With Coronavirus, Trump White House Should Revive Drug Rebate Reform
By Drew Johnson
High out of pocket costs likely won't be an issue when a treatment for the coronavirus becomes available. Based on past epidemics, it's probable the government will direct patients to receive a vaccine without having to hand over a copay to an insurance company.
Before the current pandemic, the Trump administration was quietly considering reviving a drug pricing reform it abandoned last year.
This policy, which brings transparency to the prescription drug rebate system, could save sick patients billions of dollars at the pharmacy counter. And it would also crack down on the murky middlemen that sit in between drug manufacturers and their customers.
The White House would be wise to move forward with this plan. If slashing out of pocket costs by taking out the middleman is a good policy for a potential coronavirus treatment, it's a good policy across the board.
Americans are struggling to afford their prescriptions. Thirty percent of patients say their pharmacy tabs have increased in the past year, according to a recent survey.
But here's the mystery: Drug industry profits aren't growing. Between 2015 and 2018, the annual growth in industry revenues from brand name drugs was effectively zero, rising at almost exactly the same rate as inflation.
What gives?
At the heart of this problem are bad actors in the drug distribution pipeline known as "pharmacy benefit managers." Health insurers hire PBMs to negotiate drug prices with pharmaceutical manufacturers and to design drug formularies.
Little known to the broader public, PBMs are one of the most powerful players in health care. To ensure their drugs get included on insurer health plans, manufacturers will offer massive discounts to PBMs and insurers -- $166 billion in 2018 alone. These types of discounts slash about 30 percent, on average, from a drug's list price.
The problem is that patients rarely see these savings when they fill their prescriptions. That's because PBMs and insurers don't factor in those discounts when determining how much a patient should owe at the pharmacy through copays or coinsurance fees.
Let's say a patient needs a cholesterol drug that has a list price of $300. The PBM may have negotiated a 50 percent rebate from the manufacturer, which means the insurer paid just $150. But patients are never made aware of these discounts. In most cases, insurers calculate copays based on the pre-discounted list price. So if that patient had a 20 percent copay, for instance, he would pay $60 -- not $30.
A recently released report from the Berkeley Research Group shows that the pharmacy supply chain -- including PBMs and insurers -- absorbs almost half of total spending on brand medicines.
The Trump administration properly diagnosed this problem last year. The Department of Health and Human Services proposed a rule that would require PBMs and insurers to pass along rebates to patients at the point of sale.
Patients would have saved big. Requiring PBMs to pass along those rebates would save seniors with diabetes a whopping $1,000 a year, according to one analysis.
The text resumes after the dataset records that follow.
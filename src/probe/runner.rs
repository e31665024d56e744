//! The probe run itself: balance, estimate, then one send per gas limit.
//!
//! A failed send is recorded and the run moves on to the next attempt.
//! Failures before any send (balance, estimate) end the run.

use std::time::Duration;

use alloy::primitives::{Address, U256};
use anyhow::{Context, Result};
use chrono::Utc;
use tracing::info;

use super::models::{AttemptKind, AttemptOutcome, AttemptReport, ProbeReport};
use crate::config::models::ProbeConfig;
use crate::gas::{GasEstimate, GasEstimator, TransferTxBuilder};
use crate::network::TransferBackend;
use crate::utils::TransactionLogger;

/// How far a run goes
#[derive(Debug, Clone, Copy, PartialEq, Eq)]
pub enum ProbeStage {
    /// Stop after reading the funder's balance
    Balance,
    /// Stop after the gas estimate, without sending anything
    Estimate,
    /// Estimate, then send with the estimate and with the hardcoded limit
    Full,
}

/// Runs the gas probe against a backend
pub struct TransferProbe<'a, B: TransferBackend + ?Sized> {
    backend: &'a B,
    config: &'a ProbeConfig,
}

impl<'a, B: TransferBackend + ?Sized> TransferProbe<'a, B> {
    pub fn new(backend: &'a B, config: &'a ProbeConfig) -> Self {
        Self { backend, config }
    }

    pub async fn run(&self, stage: ProbeStage) -> Result<ProbeReport> {
        let started_at = Utc::now();
        let network = &self.config.network;
        let funder = self.backend.funder();
        let recipient = self.config.transfer.recipient_address()?;
        let value = self.config.transfer.value_wei()?;

        let chain_id = self.backend.chain_id().await?;
        info!("Probing network {} (chain id {})", network.name, chain_id);

        let balance = self
            .backend
            .balance(funder)
            .await
            .context("Failed to read funder balance")?;
        TransactionLogger::log_balance(&network.name, funder, balance);

        let mut report = ProbeReport {
            started_at,
            network: network.name.clone(),
            chain_id,
            funder,
            recipient,
            value_wei: value,
            balance_wei: balance,
            gas_estimate: None,
            attempts: Vec::new(),
        };

        if stage == ProbeStage::Balance {
            return Ok(report);
        }

        let estimate = self.estimate(funder, recipient, value).await?;
        report.gas_estimate = Some(estimate);

        if stage == ProbeStage::Estimate {
            return Ok(report);
        }

        let limits = [
            (AttemptKind::Estimated, estimate.gas_limit),
            (
                AttemptKind::Hardcoded,
                self.config.transfer.hardcoded_gas_limit,
            ),
        ];

        for (kind, gas_limit) in limits {
            let attempt = self
                .attempt(kind, gas_limit, funder, recipient, value)
                .await;
            report.attempts.push(attempt);
        }

        Ok(report)
    }

    async fn estimate(&self, funder: Address, recipient: Address, value: U256) -> Result<GasEstimate> {
        let network = &self.config.network;
        let tx = TransferTxBuilder::new(funder, recipient, value, network).build_for_estimate();

        GasEstimator::new(self.backend, &network.gas_config)
            .estimate_gas(&tx)
            .await
            .context("Gas estimation failed")
    }

    /// One send with `gas_limit`. Never fails: errors become the outcome.
    async fn attempt(
        &self,
        kind: AttemptKind,
        gas_limit: u64,
        funder: Address,
        recipient: Address,
        value: U256,
    ) -> AttemptReport {
        let outcome = match self.send(kind, gas_limit, funder, recipient, value).await {
            Ok(outcome) => outcome,
            Err(e) => {
                let reason = format!("{e:#}");
                TransactionLogger::log_failure(kind.label(), gas_limit, &reason);
                AttemptOutcome::Failed { reason }
            }
        };

        AttemptReport {
            kind,
            gas_limit,
            outcome,
        }
    }

    async fn send(
        &self,
        kind: AttemptKind,
        gas_limit: u64,
        funder: Address,
        recipient: Address,
        value: U256,
    ) -> Result<AttemptOutcome> {
        let mut builder = TransferTxBuilder::new(funder, recipient, value, &self.config.network)
            .with_gas_limit(gas_limit);
        if builder.needs_node_gas_price() {
            let gas_price = self
                .backend
                .gas_price()
                .await
                .context("Failed to read gas price for legacy transaction")?;
            builder = builder.with_node_gas_price(gas_price);
        }
        let tx = builder.build()?;
        let timeout = Duration::from_secs(self.config.transfer.receipt_timeout_seconds);

        TransactionLogger::log_submission(kind.label(), recipient, value, gas_limit);
        let receipt = self.backend.send(tx, timeout).await?;

        let label = kind.label();
        if receipt.success {
            TransactionLogger::log_confirmation(label, receipt.tx_hash, receipt.gas_used, gas_limit);
        } else {
            TransactionLogger::log_revert(label, receipt.tx_hash, receipt.gas_used, gas_limit);
        }

        Ok(AttemptOutcome::from_receipt(receipt))
    }
}
use anyhow::{anyhow, Result};
use async_trait::async_trait;
use secrecy::SecretString;
use std::env;
use tracing::{debug, warn};

use super::KeyStorage;
use crate::constants::wallet::{GENERIC_PRIVATE_KEY_ENV, PRIVATE_KEY_ENV_PREFIX};

#[derive(Debug, Clone)]
pub struct EnvVarStorage;

impl EnvVarStorage {
    pub fn new() -> Self {
        Self
    }

    pub(crate) fn get_env_var_name(network: &str) -> String {
        format!(
            "{}{}",
            PRIVATE_KEY_ENV_PREFIX,
            network.to_uppercase().replace('-', "_")
        )
    }
}

impl Default for EnvVarStorage {
    fn default() -> Self {
        Self::new()
    }
}

#[async_trait]
impl KeyStorage for EnvVarStorage {
    async fn get_key(&self, network: &str) -> Result<SecretString> {
        let env_var = Self::get_env_var_name(network);
        debug!(
            "Looking for private key in environment variable: {}",
            env_var
        );

        if let Ok(key) = env::var(&env_var) {
            return Ok(SecretString::from(key));
        }

        if let Ok(key) = env::var(GENERIC_PRIVATE_KEY_ENV) {
            warn!(
                "Using private key from generic '{}' environment variable. \
                Set '{}' to scope it to this network.",
                GENERIC_PRIVATE_KEY_ENV, env_var
            );
            return Ok(SecretString::from(key));
        }

        Err(anyhow!(
            "Private key not found. Looked for '{}' and '{}' environment variables",
            env_var,
            GENERIC_PRIVATE_KEY_ENV
        ))
    }
}
use alloy::primitives::{Address, U256};
use chrono::{DateTime, Utc};
use serde::Serialize;
use std::fmt;

use crate::error::ProbeError;
use crate::gas::{utils, GasEstimate};
use crate::network::TransferReceipt;

/// Where an attempt's gas limit came from
#[derive(Debug, Clone, Copy, PartialEq, Eq, Serialize)]
#[serde(rename_all = "snake_case")]
pub enum AttemptKind {
    /// Limit taken from the node's gas estimate
    Estimated,
    /// Fixed limit from configuration
    Hardcoded,
}

impl AttemptKind {
    pub fn label(&self) -> &'static str {
        match self {
            AttemptKind::Estimated => "estimated",
            AttemptKind::Hardcoded => "hardcoded",
        }
    }
}

impl fmt::Display for AttemptKind {
    fn fmt(&self, f: &mut fmt::Formatter<'_>) -> fmt::Result {
        f.write_str(self.label())
    }
}

/// How a single send ended
#[derive(Debug, Clone, PartialEq, Eq, Serialize)]
#[serde(tag = "status", rename_all = "snake_case")]
pub enum AttemptOutcome {
    /// Mined with a successful status
    Confirmed { receipt: TransferReceipt },
    /// Mined, but execution failed
    Reverted { receipt: TransferReceipt },
    /// Rejected by the node, or no receipt arrived
    Failed { reason: String },
}

impl AttemptOutcome {
    pub fn from_receipt(receipt: TransferReceipt) -> Self {
        if receipt.success {
            AttemptOutcome::Confirmed { receipt }
        } else {
            AttemptOutcome::Reverted { receipt }
        }
    }

    pub fn is_confirmed(&self) -> bool {
        matches!(self, AttemptOutcome::Confirmed { .. })
    }
}

#[derive(Debug, Clone, PartialEq, Eq, Serialize)]
pub struct AttemptReport {
    pub kind: AttemptKind,
    pub gas_limit: u64,
    pub outcome: AttemptOutcome,
}

/// Everything a probe run observed
#[derive(Debug, Clone, Serialize)]
pub struct ProbeReport {
    pub started_at: DateTime<Utc>,
    pub network: String,
    pub chain_id: u64,
    pub funder: Address,
    pub recipient: Address,
    pub value_wei: U256,
    pub balance_wei: U256,
    pub gas_estimate: Option<GasEstimate>,
    pub attempts: Vec<AttemptReport>,
}

impl ProbeReport {
    pub fn attempt(&self, kind: AttemptKind) -> Option<&AttemptReport> {
        self.attempts.iter().find(|a| a.kind == kind)
    }

    /// True when every attempt that ran was confirmed
    pub fn all_confirmed(&self) -> bool {
        self.attempts.iter().all(|a| a.outcome.is_confirmed())
    }

    /// Fails unless every attempt that ran was confirmed. A run that sent
    /// nothing passes.
    pub fn strict_check(&self) -> Result<(), ProbeError> {
        if self.all_confirmed() {
            return Ok(());
        }
        let failed = self
            .attempts
            .iter()
            .filter(|a| !a.outcome.is_confirmed())
            .count();
        Err(ProbeError::AttemptsFailed {
            failed,
            total: self.attempts.len(),
        })
    }

    /// Human-readable summary, one line per fact
    pub fn summary(&self) -> String {
        let mut lines = vec![
            format!("network:   {} (chain id {})", self.network, self.chain_id),
            format!(
                "funder:    {} ({})",
                self.funder,
                utils::format_wei(self.balance_wei)
            ),
            format!(
                "transfer:  {} to {}",
                utils::format_wei(self.value_wei),
                self.recipient
            ),
        ];

        if let Some(estimate) = &self.gas_estimate {
            lines.push(format!(
                "estimate:  {} gas (submitted as {})",
                estimate.estimated, estimate.gas_limit
            ));
        }

        for attempt in &self.attempts {
            let result = match &attempt.outcome {
                AttemptOutcome::Confirmed { receipt } => {
                    format!("works, {}", describe_receipt(receipt))
                }
                AttemptOutcome::Reverted { receipt } => {
                    format!("reverted, {}", describe_receipt(receipt))
                }
                AttemptOutcome::Failed { reason } => format!("doesn't work: {reason}"),
            };
            lines.push(format!(
                "{:<10} gas limit {}: {}",
                format!("{}:", attempt.kind),
                attempt.gas_limit,
                result
            ));
        }

        lines.join("\n")
    }
}

fn describe_receipt(receipt: &TransferReceipt) -> String {
    let cost = utils::calculate_gas_cost(receipt.gas_used, receipt.effective_gas_price);
    format!(
        "tx 0x{:x}, gas used {}, cost {}",
        receipt.tx_hash,
        receipt.gas_used,
        utils::format_wei(cost)
    )
}
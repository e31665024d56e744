//! Smoke test for gas estimation on a local EVM node.
//!
//! Funds a transfer from a test wallet, asks the node for a gas estimate and
//! sends the transfer twice: once with the estimate as gas limit and once
//! with a hardcoded limit, reporting which of the two goes through.

pub mod cli;
pub mod config;
pub mod constants;
pub mod error;
pub mod gas;
pub mod network;
pub mod probe;
pub mod utils;
pub mod wallet;

#[cfg(test)]
pub mod test_utils;

pub use error::ProbeError;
Unfortunately, President Trump abandoned rebate reform last July in response to intense lobbying from insurers. That was a bad decision.
The American public desperately wants Washington to rein in drug prices, and rebate reform is the most effective way to make that happen. Hopefully the White House will learn from a coronavirus treatment that they can offer drug cost relief without jeopardizing research into lifesaving cures.
Drew Johnson is a columnist and government watchdog who serves as a senior fellow at the National Center for Public Policy Research.